Sechenov Institute of Evolutionary Physiology and Biochemistry of the Russian Academy of Sciences, St. Petersburg, Russia


To evaluate the possible role of the plasma membrane Na(+)/Ca(2+)-exchanger (NCX) in regulation of N-methyl-d-aspartate (NMDA) receptors (NMDARs), we studied effects of 2-[2-[4-(4-nitrobenzyloxy) phenyl]ethyl]isothiourea methanesulfonate (KB-R7943; KBR) and lithium (inhibitors of NCX) on NMDA-elicited whole-cell currents using the patch-clamp technique on rat cortical neurons and human embryonic kidney 293T cells expressing recombinant NMDARs. KBR inhibited NMDAR currents in a voltage-independent manner with similar potency for receptors of GluN1/2A and GluN1/2B subunit compositions that excludes open-channel block and GluN2B-selective inhibition. The inhibition by KBR depended on glycine (Gly) concentration. At 30 μM NMDA, the KBR IC50 values were 5.3 ± 0.1 and 41.2 ± 8.8 μM for 1 and 300 μM Gly, respectively. Simultaneous application of NMDA + KBR in the absence of Gly induced robust inward NMDAR currents that peaked and then rapidly decreased. KBR, therefore, is an agonist (EC50 is 1.18 ± 0.16 µM) of the GluN1 subunit coagonist binding sites.
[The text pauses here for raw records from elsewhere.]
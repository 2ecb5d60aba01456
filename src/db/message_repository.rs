use sqlx::postgres::PgRow;
use sqlx::{PgPool, Row};
use tracing::error;
use uuid::Uuid;

use crate::errors::AppError;
use crate::models::{Message, MessageRole, NewMessage, PendingEmbedding};

#[derive(Clone)]
pub struct MessageRepository {
    pool: PgPool,
}

impl MessageRepository {
    pub fn new(pool: PgPool) -> Self {
        Self { pool }
    }

    pub async fn find_by_conversation_id(
        &self,
        conversation_id: &str,
    ) -> Result<Vec<Message>, AppError> {
        let rows = sqlx::query(
            "SELECT id, conversation_id, role, content, position, tool_calls, created_at
             FROM messages
             WHERE conversation_id = $1
             ORDER BY position ASC",
        )
        .bind(conversation_id)
        .fetch_all(&self.pool)
        .await
        .map_err(|e| {
            error!("Failed to fetch messages for conversation {conversation_id}: {e}");
            AppError::db_query(
                format!("Failed to fetch messages for conversation {conversation_id}"),
                e,
            )
        })?;

        rows.iter().map(row_to_message).collect()
    }

    pub async fn save(&self, message: NewMessage) -> Result<Message, AppError> {
        let mut saved = self.save_all(vec![message]).await?;
        saved
            .pop()
            .ok_or_else(|| AppError::Unexpected("Insert returned no message".to_string()))
    }

    /// Appends `messages` as one contiguous block after the conversation's last position.
    ///
    /// Position assignment is serialized per conversation with a transaction-scoped
    /// advisory lock, so concurrent writers never collide on `(conversation_id, position)`.
    pub async fn save_all(&self, messages: Vec<NewMessage>) -> Result<Vec<Message>, AppError> {
        let Some(conversation_id) = messages.first().map(|m| m.conversation_id.clone()) else {
            return Ok(Vec::new());
        };
        let mut tx = self
            .pool
            .begin()
            .await
            .map_err(|e| AppError::db_query("Failed to begin message transaction", e))?;

        sqlx::query("SELECT pg_advisory_xact_lock(hashtext($1))")
            .bind(&conversation_id)
            .execute(&mut *tx)
            .await
            .map_err(|e| {
                error!("Failed to lock positions for conversation {conversation_id}: {e}");
                AppError::db_query("Failed to lock message positions", e)
            })?;

        let next: i64 = sqlx::query_scalar(
            "SELECT COALESCE(MAX(position), -1) + 1 FROM messages WHERE conversation_id = $1",
        )
        .bind(&conversation_id)
        .fetch_one(&mut *tx)
        .await
        .map_err(|e| AppError::db_query("Failed to read next message position", e))?;

        let mut saved = Vec::with_capacity(messages.len());
        for (offset, message) in messages.into_iter().enumerate() {
            let id = Uuid::new_v4().to_string();
            let row = sqlx::query(
                "INSERT INTO messages (id, conversation_id, role, content, position, tool_calls)
                 VALUES ($1, $2, $3, $4, $5, $6)
                 RETURNING id, conversation_id, role, content, position, tool_calls, created_at",
            )
            .bind(&id)
            .bind(&message.conversation_id)
            .bind(message.role.as_str())
            .bind(&message.content)
            .bind(next + offset as i64)
            .bind(&message.tool_calls)
            .fetch_one(&mut *tx)
            .await
            .map_err(|e| {
                error!("Failed to save message {id}: {e}");
                AppError::db_query("Failed to save message", e)
            })?;
            saved.push(row_to_message(&row)?);
        }

        tx.commit()
            .await
            .map_err(|e| AppError::db_query("Failed to commit messages", e))?;
        Ok(saved)
    }

    /// Deletes every message after `position`; returns how many went.
    pub async fn delete_after(&self, conversation_id: &str, position: i64) -> Result<u64, AppError> {
        let result = sqlx::query("DELETE FROM messages WHERE conversation_id = $1 AND position > $2")
            .bind(conversation_id)
            .bind(position)
            .execute(&self.pool)
            .await
            .map_err(|e| {
                error!("Failed to rewind conversation {conversation_id} to {position}: {e}");
                AppError::db_query("Failed to rewind conversation", e)
            })?;
        Ok(result.rows_affected())
    }

    pub async fn find_unembedded(
        &self,
        limit: usize,
        min_length: usize,
    ) -> Result<Vec<PendingEmbedding>, AppError> {
        let rows = sqlx::query(
            "SELECT m.id, m.conversation_id, m.content
             FROM messages m
             LEFT JOIN message_embeddings e ON e.message_id = m.id
             WHERE e.message_id IS NULL
               AND m.role IN ('user', 'assistant')
               AND char_length(btrim(m.content)) >= $2
             ORDER BY m.created_at ASC
             LIMIT $1",
        )
        .bind(limit as i64)
        .bind(min_length as i32)
        .fetch_all(&self.pool)
        .await
        .map_err(|e| {
            error!("Failed to fetch unembedded messages: {e}");
            AppError::db_query("Failed to fetch unembedded messages", e)
        })?;

        rows.iter()
            .map(|row| {
                Ok(PendingEmbedding {
                    message_id: row.try_get("id").map_err(|e| AppError::db_query("Failed to read id", e))?,
                    conversation_id: row
                        .try_get("conversation_id")
                        .map_err(|e| AppError::db_query("Failed to read conversation_id", e))?,
                    content: row
                        .try_get("content")
                        .map_err(|e| AppError::db_query("Failed to read content", e))?,
                })
            })
            .collect()
    }
}

fn row_to_message(row: &PgRow) -> Result<Message, AppError> {
    let role_str: String = row
        .try_get("role")
        .map_err(|e| AppError::db_query("Failed to read role", e))?;
    let role = MessageRole::try_from(role_str)
        .map_err(|e| AppError::Unexpected(format!("Unknown message role: {e}")))?;
    Ok(Message {
        id: row.try_get("id").map_err(|e| AppError::db_query("Failed to read id", e))?,
        conversation_id: row
            .try_get("conversation_id")
            .map_err(|e| AppError::db_query("Failed to read conversation_id", e))?,
        role,
        content: row
            .try_get("content")
            .map_err(|e| AppError::db_query("Failed to read content", e))?,
        position: row
            .try_get("position")
            .map_err(|e| AppError::db_query("Failed to read position", e))?,
        tool_calls: row
            .try_get("tool_calls")
            .map_err(|e| AppError::db_query("Failed to read tool_calls", e))?,
        created_at: row
            .try_get("created_at")
            .map_err(|e| AppError::db_query("Failed to read created_at", e))?,
    })
}
//! Tool registry: capability handlers keyed by name, gated by the safety evaluator.

pub mod bash;
pub mod canvas;
pub mod files;
pub mod grep;
pub mod safety;
pub mod subagent;

use std::collections::HashMap;
use std::path::PathBuf;
use std::sync::Arc;

use async_trait::async_trait;
use futures_util::future::BoxFuture;
use serde::Serialize;
use serde_json::{json, Value};
use tracing::{debug, info, warn};

use crate::config::{AgentConfig, SafetyConfig};
use crate::db::CanvasStore;
use crate::errors::AppError;
use crate::models::ToolCallStatus;

pub use safety::SafetyVerdict;

/// Function-calling schema for one tool.
#[derive(Debug, Clone, PartialEq, Serialize)]
pub struct ToolDefinition {
    pub name: String,
    pub description: String,
    pub parameters: Value,
}

impl ToolDefinition {
    pub fn new(name: &str, description: &str, parameters: Value) -> Self {
        Self {
            name: name.to_string(),
            description: description.to_string(),
            parameters,
        }
    }

    /// `{"type": "function", "function": {...}}` as sent to the model.
    pub fn to_function_schema(&self) -> Value {
        json!({
            "type": "function",
            "function": {
                "name": self.name,
                "description": self.description,
                "parameters": self.parameters,
            }
        })
    }
}

/// Per-call context handed to handlers.
#[derive(Debug, Clone)]
pub struct ToolContext {
    pub conversation_id: String,
    pub working_dir: PathBuf,
}

#[async_trait]
pub trait ToolHandler: Send + Sync {
    fn definition(&self) -> ToolDefinition;

    async fn execute(&self, args: &Value, ctx: &ToolContext) -> Result<Value, AppError>;
}

/// Asks a human whether a gated call may proceed.
pub type ConfirmCallback = Arc<dyn Fn(SafetyVerdict) -> BoxFuture<'static, bool> + Send + Sync>;

#[derive(Debug, Clone, PartialEq)]
pub struct ToolResult {
    pub status: ToolCallStatus,
    pub output: Value,
}

#[derive(Clone)]
pub struct ToolRegistry {
    handlers: HashMap<String, Arc<dyn ToolHandler>>,
    safety: SafetyConfig,
    default_confirm: Option<ConfirmCallback>,
}

impl ToolRegistry {
    pub fn new(safety: SafetyConfig) -> Self {
        Self {
            handlers: HashMap::new(),
            safety,
            default_confirm: None,
        }
    }

    /// Registry with every built-in handler.
    pub fn with_builtin_tools(safety: SafetyConfig, agent: &AgentConfig, canvases: Arc<dyn CanvasStore>) -> Self {
        let mut registry = Self::new(safety);
        registry.register(Arc::new(bash::BashTool::new(agent.bash_timeout_secs, agent.tool_output_max_chars)));
        registry.register(Arc::new(files::ReadFileTool::new(agent.tool_output_max_chars)));
        registry.register(Arc::new(files::WriteFileTool));
        registry.register(Arc::new(grep::GrepTool));
        registry.register(Arc::new(canvas::CreateCanvasTool::new(canvases.clone())));
        registry.register(Arc::new(canvas::UpdateCanvasTool::new(canvases)));
        registry
    }

    pub fn register(&mut self, handler: Arc<dyn ToolHandler>) {
        let name = handler.definition().name;
        debug!(tool = %name, "Registered tool");
        self.handlers.insert(name, handler);
    }

    pub fn is_empty(&self) -> bool {
        self.handlers.is_empty()
    }

    /// Used when a call supplies no callback of its own.
    pub fn with_default_confirm(mut self, confirm: ConfirmCallback) -> Self {
        self.default_confirm = Some(confirm);
        self
    }

    /// Definitions sorted by name so the model sees a stable tool list.
    pub fn definitions(&self) -> Vec<ToolDefinition> {
        let mut defs: Vec<ToolDefinition> = self.handlers.values().map(|h| h.definition()).collect();
        defs.sort_by(|a, b| a.name.cmp(&b.name));
        defs
    }

    pub async fn call(
        &self,
        name: &str,
        args: &Value,
        ctx: &ToolContext,
        confirm: Option<&ConfirmCallback>,
    ) -> Result<ToolResult, AppError> {
        let handler = self
            .handlers
            .get(name)
            .ok_or_else(|| AppError::ToolNotFound { name: name.to_string() })?;

        let verdict = safety::evaluate(name, args, &ctx.working_dir, &self.safety);
        if verdict.needs_approval {
            let Some(confirm) = confirm.or(self.default_confirm.as_ref()) else {
                warn!(tool = %name, reason = %verdict.reason, "Blocked: no approval channel");
                return Ok(ToolResult {
                    status: ToolCallStatus::Denied,
                    output: json!({
                        "error": "Operation blocked: no approval channel available",
                        "safety_blocked": true,
                    }),
                });
            };

            info!(tool = %name, reason = %verdict.reason, "Requesting approval");
            if !confirm(verdict).await {
                info!(tool = %name, "Denied by user");
                return Ok(ToolResult {
                    status: ToolCallStatus::Denied,
                    output: json!({ "error": "Operation denied by user", "exit_code": -1 }),
                });
            }
        }

        let output = handler.execute(args, ctx).await?;
        Ok(ToolResult { status: ToolCallStatus::Success, output })
    }
}

/// Reads a required string argument.
pub(crate) fn required_str<'a>(args: &'a Value, tool: &str, key: &str) -> Result<&'a str, AppError> {
    args.get(key)
        .and_then(Value::as_str)
        .ok_or_else(|| AppError::tool(tool, format!("missing required argument '{key}'")))
}

/// Cuts `text` to at most `max_chars` characters, marking the cut.
pub(crate) fn truncate_output(text: &str, max_chars: usize) -> String {
    match text.char_indices().nth(max_chars) {
        Some((idx, _)) => format!(
            "{}\n... [truncated, {} more characters]",
            &text[..idx],
            text[idx..].chars().count()
        ),
        None => text.to_string(),
    }
}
The decrease of NMDA-elicited currents in the presence of KBR was abolished in Ca(2+)-free solution and was not observed in the presence of extracellular Ca(2+) on 1,2-Bis(2-aminophenoxy)ethane-N,N,N',N'-tetraacetic acid-loaded neurons, suggesting that Ca(2+) affects NMDARs from the cytosol. In agreement, the substitution of Li(+) for extracellular Na(+) caused a considerable decrease of NMDAR currents, which was not observed in the absence of extracellular Ca(2+). Most likely, the accumulation of intracellular Ca(2+) is caused by the inhibition of Ca(2+) extrusion via NCX. Thus, KBR and Li(+) provoke Ca(2+)-dependent receptor inactivation due to the disruption of Ca(2+) extrusion by the NCX. The data reveal the role of NCX in regulation of Ca(2+)-dependent inactivation of NMDARs.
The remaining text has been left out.